If he doesn’t follow through on his own promises then he will lose the respect of his men as well as any sense of control the organisation has over society. If Fillmore Graves don’t make good on their threats then they will be seen as toothless and more people will disobey the law. Of course he has no idea if Mama Leone’s death with have the opposite effect and intensify the opposition.
Outside of that there is a murky grey area where many of the other characters live. Peyton, Ravi and Clive all work within the system as best they can without compromising their own sense of morality. Clive still solves crimes, Ravi still investigates dead bodies and Peyton is shown to help people in any way she can such as ensuring that extra rations go to a hungry Zombie family. It’s clear she can’t do much more than that without potentially compromising herself and she doesn’t entirely consider the implications of the decision she makes in this episode as what she is doing is giving preferential treatment to one family when there are countless others enduring the same thing. It’s an interesting moral problem because it makes a big difference to the people she helps but does nothing to solve the overall problem which makes for a very Human moral conflict as Peyton can’t help everyone but can help some people so is it right to do so if it makes her feel better even if the overall benefit is minimal?
This scenario reminds me of a Gandhi quote “Be the change that you wish to see in the world.” which sort of applies here. Peyton is behaving altruistically and acting for the betterment of a small group of people. If everyone in a position of privilege was to follow her example then the problem would largely be solved. At this point she isn’t advertising that she helps people so she’s setting no example to follow but her kindness suggests a mindset that could be applied to everyone for the betterment of society. The smallest difference is still a difference in essence, at least that’s how Peyton operates.
The episode juggles a lot of different types of plots such as the paranoid intrigue explored above, the usual procedural crime drama/comedy and a road trip plot involving Major and Don E. It’s a very strange story as there is no context given to it right away which frames it as something of a mystery. You’d be forgiven for thinking that you missed a chunk of the previous episode as we first see them bickering while driving while listening to loud music as someone bangs on the trunk looking to be let out.
As the episode progresses the necessary answers are given in ways that don’t really justify the mystery other than an apparent desire to keep the narrative moving by starting in the middle of it. The woman is eventually revealed to be Sloane Mills (Laura Bilgeri), the daughter of the General who wants to Nuke Seattle to solve the Zombie problem once and for all. It’s a crude, messy yet effective solution and Chase needs leverage in order to prevent that so sends Major and -for some reason- Don E to kidnap her. It seems to be going fairly well until Don E acts like his normal unhinged self and draws unwanted attention to them. The result is turning Sloane Mills into a Zombie which grants them the necessary leverage though puts Fillmore Graves and Major on uncertain moral ground once again.
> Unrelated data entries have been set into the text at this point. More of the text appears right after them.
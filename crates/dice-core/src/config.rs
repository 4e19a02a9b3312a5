//! Standard paths and run configuration.
//!
//! Directory resolution follows the XDG base-directory convention: an
//! explicit value wins, then the `XDG_*` environment variable, then the
//! `$HOME` default, each joined with the application name (`DICE_APPNAME`,
//! default `dice`). The flag value `-` means "unset, use the next fallback";
//! `.` means the current directory.

use std::env;
use std::fs;
use std::path::{Path, PathBuf};

use serde::{Deserialize, Serialize};

use crate::error::Result;
use crate::model::{Project, Study};

/// Environment variable overriding the application name.
pub const APPNAME_ENV: &str = "DICE_APPNAME";

/// Default application name used in directory paths.
pub const DEFAULT_APPNAME: &str = "dice";

/// Marker file or directory identifying a project root.
pub const PROJECT_MARKER: &str = ".dice";

/// Flag value meaning "unset, use the next fallback".
pub const UNSET: &str = "-";

fn is_set(value: &str) -> bool {
    !value.is_empty() && value != UNSET
}

/// Resolved base directories for the engine.
#[derive(Debug, Clone, PartialEq, Eq, Serialize, Deserialize)]
pub struct StandardPaths {
    pub app_name: String,
    pub config_home: PathBuf,
    pub state_home: PathBuf,
    pub data_home: PathBuf,
}

/// Raw path overrides, typically from CLI flags or a config file. Values of
/// `-` (or empty) fall through to the environment and defaults.
#[derive(Debug, Clone, Default, PartialEq, Eq, Serialize, Deserialize)]
pub struct PathOverrides {
    #[serde(default)]
    pub app_name: String,
    #[serde(default)]
    pub config_home: String,
    #[serde(default)]
    pub state_home: String,
    #[serde(default)]
    pub data_home: String,
}

impl StandardPaths {
    /// Resolves paths from overrides, environment, and `$HOME` defaults.
    #[must_use]
    pub fn resolve(overrides: &PathOverrides) -> Self {
        let home = env::var("HOME").unwrap_or_else(|_| ".".to_string());
        let app_name = if is_set(&overrides.app_name) {
            overrides.app_name.clone()
        } else {
            env::var(APPNAME_ENV)
                .ok()
                .filter(|v| is_set(v))
                .unwrap_or_else(|| DEFAULT_APPNAME.to_string())
        };

        let bind = |value: &str, env_name: &str, default: PathBuf| -> PathBuf {
            if value == "." {
                return PathBuf::from(".");
            }
            if is_set(value) {
                return PathBuf::from(value);
            }
            if let Some(v) = env::var(env_name).ok().filter(|v| is_set(v)) {
                return Path::new(&v).join(&app_name);
            }
            default.join(&app_name)
        };

        Self {
            config_home: bind(
                &overrides.config_home,
                "XDG_CONFIG_HOME",
                Path::new(&home).join(".config"),
            ),
            state_home: bind(
                &overrides.state_home,
                "XDG_STATE_HOME",
                Path::new(&home).join(".local/state"),
            ),
            data_home: bind(
                &overrides.data_home,
                "XDG_DATA_HOME",
                Path::new(&home).join(".local/share"),
            ),
            app_name,
        }
    }

    /// Creates the standard directories.
    pub fn init(&self) -> Result<()> {
        for dir in [&self.config_home, &self.state_home, &self.data_home] {
            fs::create_dir_all(dir)?;
        }
        Ok(())
    }
}

/// One run's configuration: resolved paths plus the optional project and
/// study the operator selected.
#[derive(Debug, Clone)]
pub struct Config {
    pub paths: StandardPaths,
    pub project: Option<Project>,
    pub study: Option<Study>,
}

impl Config {
    #[must_use]
    pub fn new(paths: StandardPaths) -> Self {
        Self {
            paths,
            project: None,
            study: None,
        }
    }

    /// Where signatures, modules, and the databases live.
    #[must_use]
    pub fn data_dir(&self) -> &Path {
        &self.paths.data_home
    }

    /// `.dice` signature files.
    #[must_use]
    pub fn signatures_dir(&self) -> PathBuf {
        self.paths.data_home.join("signatures")
    }

    /// Plugin executables, one subdirectory per component kind.
    #[must_use]
    pub fn modules_dir(&self) -> PathBuf {
        self.paths.data_home.join("modules")
    }

    /// Where the current run reads source files and writes output:
    /// the study path, else the project path, else the data dir.
    #[must_use]
    pub fn workspace(&self) -> PathBuf {
        if let Some(study) = &self.study {
            return PathBuf::from(&study.path);
        }
        if let Some(project) = &self.project {
            return PathBuf::from(&project.path);
        }
        self.paths.data_home.clone()
    }

    /// Per-run scratch directory for plugin sockets.
    #[must_use]
    pub fn runtime_dir(&self) -> PathBuf {
        self.paths.state_home.join("run")
    }
}

/// Walks up from `start` looking for the [`PROJECT_MARKER`].
#[must_use]
pub fn find_project_root(start: &Path) -> Option<PathBuf> {
    let mut current = start;
    loop {
        if current.join(PROJECT_MARKER).exists() {
            return Some(current.to_path_buf());
        }
        current = current.parent()?;
    }
}

#[cfg(test)]
mod tests {
    use super::*;

    // Environment-dependent assertions stick to overrides the tests control;
    // process-global env vars are left alone.

    #[test]
    fn test_explicit_value_wins() {
        let paths = StandardPaths::resolve(&PathOverrides {
            app_name: "probe".to_string(),
            config_home: "/etc/probe".to_string(),
            state_home: "/var/lib/probe".to_string(),
            data_home: "/srv/probe".to_string(),
        });
        assert_eq!(paths.app_name, "probe");
        assert_eq!(paths.config_home, PathBuf::from("/etc/probe"));
        assert_eq!(paths.state_home, PathBuf::from("/var/lib/probe"));
        assert_eq!(paths.data_home, PathBuf::from("/srv/probe"));
    }

    #[test]
    fn test_dot_means_current_directory() {
        let paths = StandardPaths::resolve(&PathOverrides {
            data_home: ".".to_string(),
            ..PathOverrides::default()
        });
        assert_eq!(paths.data_home, PathBuf::from("."));
    }

    #[test]
    fn test_unset_falls_through() {
        let explicit = StandardPaths::resolve(&PathOverrides {
            data_home: "/srv/dice".to_string(),
            ..PathOverrides::default()
        });
        let fallthrough = StandardPaths::resolve(&PathOverrides {
            data_home: UNSET.to_string(),
            ..PathOverrides::default()
        });
        assert_eq!(explicit.data_home, PathBuf::from("/srv/dice"));
        // `-` resolves the same as leaving the override empty.
        let empty = StandardPaths::resolve(&PathOverrides::default());
        assert_eq!(fallthrough.data_home, empty.data_home);
    }

    #[test]
    fn test_config_directories() {
        let paths = StandardPaths::resolve(&PathOverrides {
            data_home: "/srv/dice".to_string(),
            state_home: "/var/lib/dice".to_string(),
            ..PathOverrides::default()
        });
        let config = Config::new(paths);
        assert_eq!(config.signatures_dir(), PathBuf::from("/srv/dice/signatures"));
        assert_eq!(config.modules_dir(), PathBuf::from("/srv/dice/modules"));
        assert_eq!(config.workspace(), PathBuf::from("/srv/dice"));
        assert_eq!(config.runtime_dir(), PathBuf::from("/var/lib/dice/run"));
    }

    #[test]
    fn test_workspace_prefers_study() {
        let paths = StandardPaths::resolve(&PathOverrides {
            data_home: "/srv/dice".to_string(),
            ..PathOverrides::default()
        });
        let mut config = Config::new(paths);
        config.project = Some(Project {
            id: crate::model::Id(1),
            name: "coin".to_string(),
            path: "/home/op/coin".to_string(),
        });
        assert_eq!(config.workspace(), PathBuf::from("/home/op/coin"));

        config.study = Some(Study {
            id: crate::model::Id(2),
            project_id: crate::model::Id(1),
            name: "sweep-1".to_string(),
            path: "/home/op/coin/sweep-1".to_string(),
        });
        assert_eq!(config.workspace(), PathBuf::from("/home/op/coin/sweep-1"));
    }

    #[test]
    fn test_find_project_root() {
        let dir = tempfile::tempdir().unwrap();
        let nested = dir.path().join("a/b/c");
        fs::create_dir_all(&nested).unwrap();
        assert_eq!(find_project_root(&nested), None);

        fs::write(dir.path().join(PROJECT_MARKER), "").unwrap();
        assert_eq!(find_project_root(&nested), Some(dir.path().to_path_buf()));
    }
}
This plot wasn’t bad as such but it wasn’t particularly good either. Don E is a delight as always but starting in the middle was too jarring and the mystery wasn’t interesting enough to make the choice of starting the story in the middle feel worthwhile. Ultimately it was a distraction that adds to the overall tapestry of the season but as a viewing experience on its own it was distinctly lacking.
The case of the week is largely routine to a degree with some Hockey jokes and jabs at Canadian stereotypes but it lends itself to a significant turning point that informs Liv’s end of episode decision. She sees a vision of Blaine murdering Mama Leone’s associates at the laundromat which is enough to bring him in for questioning. Liv and Clive are very close to bringing Blaine down once and for all until Fillmore Graves forces the Mayor’s office to free Blaine because they claim to have caught the real murderer. Liv’s visions don’t carry as much weight as manufactured proof so Blaine slinks away once again. This plainly shows the corruption in Seattle at this point as Blaine is under Fillmore Graves’ protection because he’s useful to them which means that there is no justice and that someone actively has to stand up for those who go unrepresented. Liv makes that choice because she can’t bear to see people wronged while Blaine gets to walk free once again.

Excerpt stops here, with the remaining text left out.